● **Problem to solve**: For every line in the entries that contains "PostgreSQL", show the whole line.

● **Exercise input**:

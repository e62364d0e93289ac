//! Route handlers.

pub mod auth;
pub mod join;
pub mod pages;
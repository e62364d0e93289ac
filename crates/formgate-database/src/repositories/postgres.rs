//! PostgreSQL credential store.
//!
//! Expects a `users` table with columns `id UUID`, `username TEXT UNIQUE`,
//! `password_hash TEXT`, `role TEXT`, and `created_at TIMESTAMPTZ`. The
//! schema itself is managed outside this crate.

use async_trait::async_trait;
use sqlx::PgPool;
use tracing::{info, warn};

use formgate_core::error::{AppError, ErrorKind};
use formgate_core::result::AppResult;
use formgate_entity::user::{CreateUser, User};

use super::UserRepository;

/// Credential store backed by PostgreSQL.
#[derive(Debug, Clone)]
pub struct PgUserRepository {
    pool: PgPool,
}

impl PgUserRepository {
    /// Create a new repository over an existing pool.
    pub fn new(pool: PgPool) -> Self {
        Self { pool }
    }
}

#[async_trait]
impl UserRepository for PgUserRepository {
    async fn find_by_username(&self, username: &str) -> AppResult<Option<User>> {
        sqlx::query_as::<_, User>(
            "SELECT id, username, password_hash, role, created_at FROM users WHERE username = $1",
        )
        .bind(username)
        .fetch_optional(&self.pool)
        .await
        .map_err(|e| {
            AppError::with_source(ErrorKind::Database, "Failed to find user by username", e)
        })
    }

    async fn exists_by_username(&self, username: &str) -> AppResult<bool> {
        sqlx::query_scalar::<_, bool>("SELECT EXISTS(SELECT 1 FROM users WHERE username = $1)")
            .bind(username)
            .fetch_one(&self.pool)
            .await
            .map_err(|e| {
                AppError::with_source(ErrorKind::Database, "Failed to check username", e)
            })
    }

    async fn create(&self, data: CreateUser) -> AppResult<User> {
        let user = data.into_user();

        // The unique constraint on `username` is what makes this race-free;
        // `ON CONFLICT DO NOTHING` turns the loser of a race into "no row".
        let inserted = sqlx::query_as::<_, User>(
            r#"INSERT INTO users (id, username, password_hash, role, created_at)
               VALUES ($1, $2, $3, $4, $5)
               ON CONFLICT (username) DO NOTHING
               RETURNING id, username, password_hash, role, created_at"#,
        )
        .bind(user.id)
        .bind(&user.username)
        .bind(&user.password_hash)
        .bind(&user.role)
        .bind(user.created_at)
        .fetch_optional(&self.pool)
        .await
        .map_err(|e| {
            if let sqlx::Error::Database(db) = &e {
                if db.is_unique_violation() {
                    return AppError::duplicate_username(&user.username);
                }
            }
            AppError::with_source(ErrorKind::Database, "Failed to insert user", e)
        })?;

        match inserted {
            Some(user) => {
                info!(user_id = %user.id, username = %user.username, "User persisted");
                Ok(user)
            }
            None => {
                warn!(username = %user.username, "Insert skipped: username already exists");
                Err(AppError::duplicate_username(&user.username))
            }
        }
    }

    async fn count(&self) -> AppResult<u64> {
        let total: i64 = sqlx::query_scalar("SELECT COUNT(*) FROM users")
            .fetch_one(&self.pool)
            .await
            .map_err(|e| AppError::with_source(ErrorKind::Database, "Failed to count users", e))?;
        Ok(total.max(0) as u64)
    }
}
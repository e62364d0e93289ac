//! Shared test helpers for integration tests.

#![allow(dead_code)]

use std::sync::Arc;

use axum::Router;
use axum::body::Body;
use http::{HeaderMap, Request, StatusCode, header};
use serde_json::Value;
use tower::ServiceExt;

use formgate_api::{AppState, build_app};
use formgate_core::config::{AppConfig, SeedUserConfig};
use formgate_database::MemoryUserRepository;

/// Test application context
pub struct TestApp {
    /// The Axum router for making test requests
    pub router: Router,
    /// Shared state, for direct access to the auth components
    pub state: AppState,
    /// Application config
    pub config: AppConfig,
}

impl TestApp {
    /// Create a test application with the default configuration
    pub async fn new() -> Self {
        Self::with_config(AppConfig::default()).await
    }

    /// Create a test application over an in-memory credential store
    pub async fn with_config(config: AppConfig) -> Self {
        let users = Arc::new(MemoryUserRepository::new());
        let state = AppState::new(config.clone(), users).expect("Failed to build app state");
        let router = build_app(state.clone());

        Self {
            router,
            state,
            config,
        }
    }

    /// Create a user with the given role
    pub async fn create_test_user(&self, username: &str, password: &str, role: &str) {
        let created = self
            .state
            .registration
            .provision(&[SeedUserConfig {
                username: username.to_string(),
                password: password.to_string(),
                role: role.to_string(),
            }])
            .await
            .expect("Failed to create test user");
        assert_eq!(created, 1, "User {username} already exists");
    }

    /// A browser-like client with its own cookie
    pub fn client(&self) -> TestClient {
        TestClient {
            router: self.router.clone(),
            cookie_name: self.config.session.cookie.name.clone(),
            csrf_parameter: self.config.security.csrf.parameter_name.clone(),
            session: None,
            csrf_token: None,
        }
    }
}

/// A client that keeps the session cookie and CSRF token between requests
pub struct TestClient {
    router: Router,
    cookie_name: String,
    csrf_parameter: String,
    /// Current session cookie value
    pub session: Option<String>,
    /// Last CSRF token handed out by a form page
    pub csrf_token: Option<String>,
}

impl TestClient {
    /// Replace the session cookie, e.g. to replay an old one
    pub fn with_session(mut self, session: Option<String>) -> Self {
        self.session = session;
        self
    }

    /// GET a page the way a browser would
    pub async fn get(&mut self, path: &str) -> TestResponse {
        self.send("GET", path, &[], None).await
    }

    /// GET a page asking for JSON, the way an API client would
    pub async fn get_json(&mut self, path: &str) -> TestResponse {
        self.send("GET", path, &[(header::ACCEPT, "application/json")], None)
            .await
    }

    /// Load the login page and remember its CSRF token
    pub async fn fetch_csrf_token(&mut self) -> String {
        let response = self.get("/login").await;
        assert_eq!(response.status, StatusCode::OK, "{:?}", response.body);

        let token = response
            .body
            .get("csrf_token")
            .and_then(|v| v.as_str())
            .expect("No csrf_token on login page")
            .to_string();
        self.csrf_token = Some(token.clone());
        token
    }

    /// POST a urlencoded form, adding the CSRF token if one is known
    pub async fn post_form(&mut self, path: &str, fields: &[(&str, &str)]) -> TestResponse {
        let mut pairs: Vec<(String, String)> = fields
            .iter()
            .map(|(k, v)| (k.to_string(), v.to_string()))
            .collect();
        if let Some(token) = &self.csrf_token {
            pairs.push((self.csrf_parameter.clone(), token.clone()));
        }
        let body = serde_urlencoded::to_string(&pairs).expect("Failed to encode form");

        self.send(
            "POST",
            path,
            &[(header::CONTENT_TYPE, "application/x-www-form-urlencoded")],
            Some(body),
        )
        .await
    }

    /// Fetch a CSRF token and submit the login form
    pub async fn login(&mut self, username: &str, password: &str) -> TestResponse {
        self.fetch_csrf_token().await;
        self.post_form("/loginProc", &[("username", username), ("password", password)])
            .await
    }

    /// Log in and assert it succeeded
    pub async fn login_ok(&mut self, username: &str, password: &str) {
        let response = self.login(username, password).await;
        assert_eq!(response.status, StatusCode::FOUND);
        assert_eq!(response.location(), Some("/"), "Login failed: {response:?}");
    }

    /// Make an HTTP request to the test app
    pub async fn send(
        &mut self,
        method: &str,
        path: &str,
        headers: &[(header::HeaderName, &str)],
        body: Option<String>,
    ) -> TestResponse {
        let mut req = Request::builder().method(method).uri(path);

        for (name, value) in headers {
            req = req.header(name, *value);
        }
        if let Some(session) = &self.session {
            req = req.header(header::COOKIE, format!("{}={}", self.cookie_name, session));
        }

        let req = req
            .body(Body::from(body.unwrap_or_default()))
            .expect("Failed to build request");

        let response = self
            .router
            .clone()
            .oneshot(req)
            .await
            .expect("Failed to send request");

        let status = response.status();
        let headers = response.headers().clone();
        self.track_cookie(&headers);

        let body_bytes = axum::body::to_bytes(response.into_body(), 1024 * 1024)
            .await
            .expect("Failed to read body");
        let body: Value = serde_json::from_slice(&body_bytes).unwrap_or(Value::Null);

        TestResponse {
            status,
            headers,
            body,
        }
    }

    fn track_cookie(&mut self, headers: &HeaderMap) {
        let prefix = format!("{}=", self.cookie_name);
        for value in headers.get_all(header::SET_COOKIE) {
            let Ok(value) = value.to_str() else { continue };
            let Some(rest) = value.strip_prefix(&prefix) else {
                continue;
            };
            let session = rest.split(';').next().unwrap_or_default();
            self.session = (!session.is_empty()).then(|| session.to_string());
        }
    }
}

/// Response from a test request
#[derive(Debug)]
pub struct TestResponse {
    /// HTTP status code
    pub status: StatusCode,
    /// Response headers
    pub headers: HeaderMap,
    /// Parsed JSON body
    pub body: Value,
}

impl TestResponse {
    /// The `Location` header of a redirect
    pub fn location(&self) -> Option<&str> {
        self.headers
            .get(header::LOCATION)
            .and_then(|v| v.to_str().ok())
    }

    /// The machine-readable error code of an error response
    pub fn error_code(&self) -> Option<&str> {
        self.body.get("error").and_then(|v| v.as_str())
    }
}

● **Exercise solution**:
//! PostgreSQL credential store.
/// Credential store backed by PostgreSQL.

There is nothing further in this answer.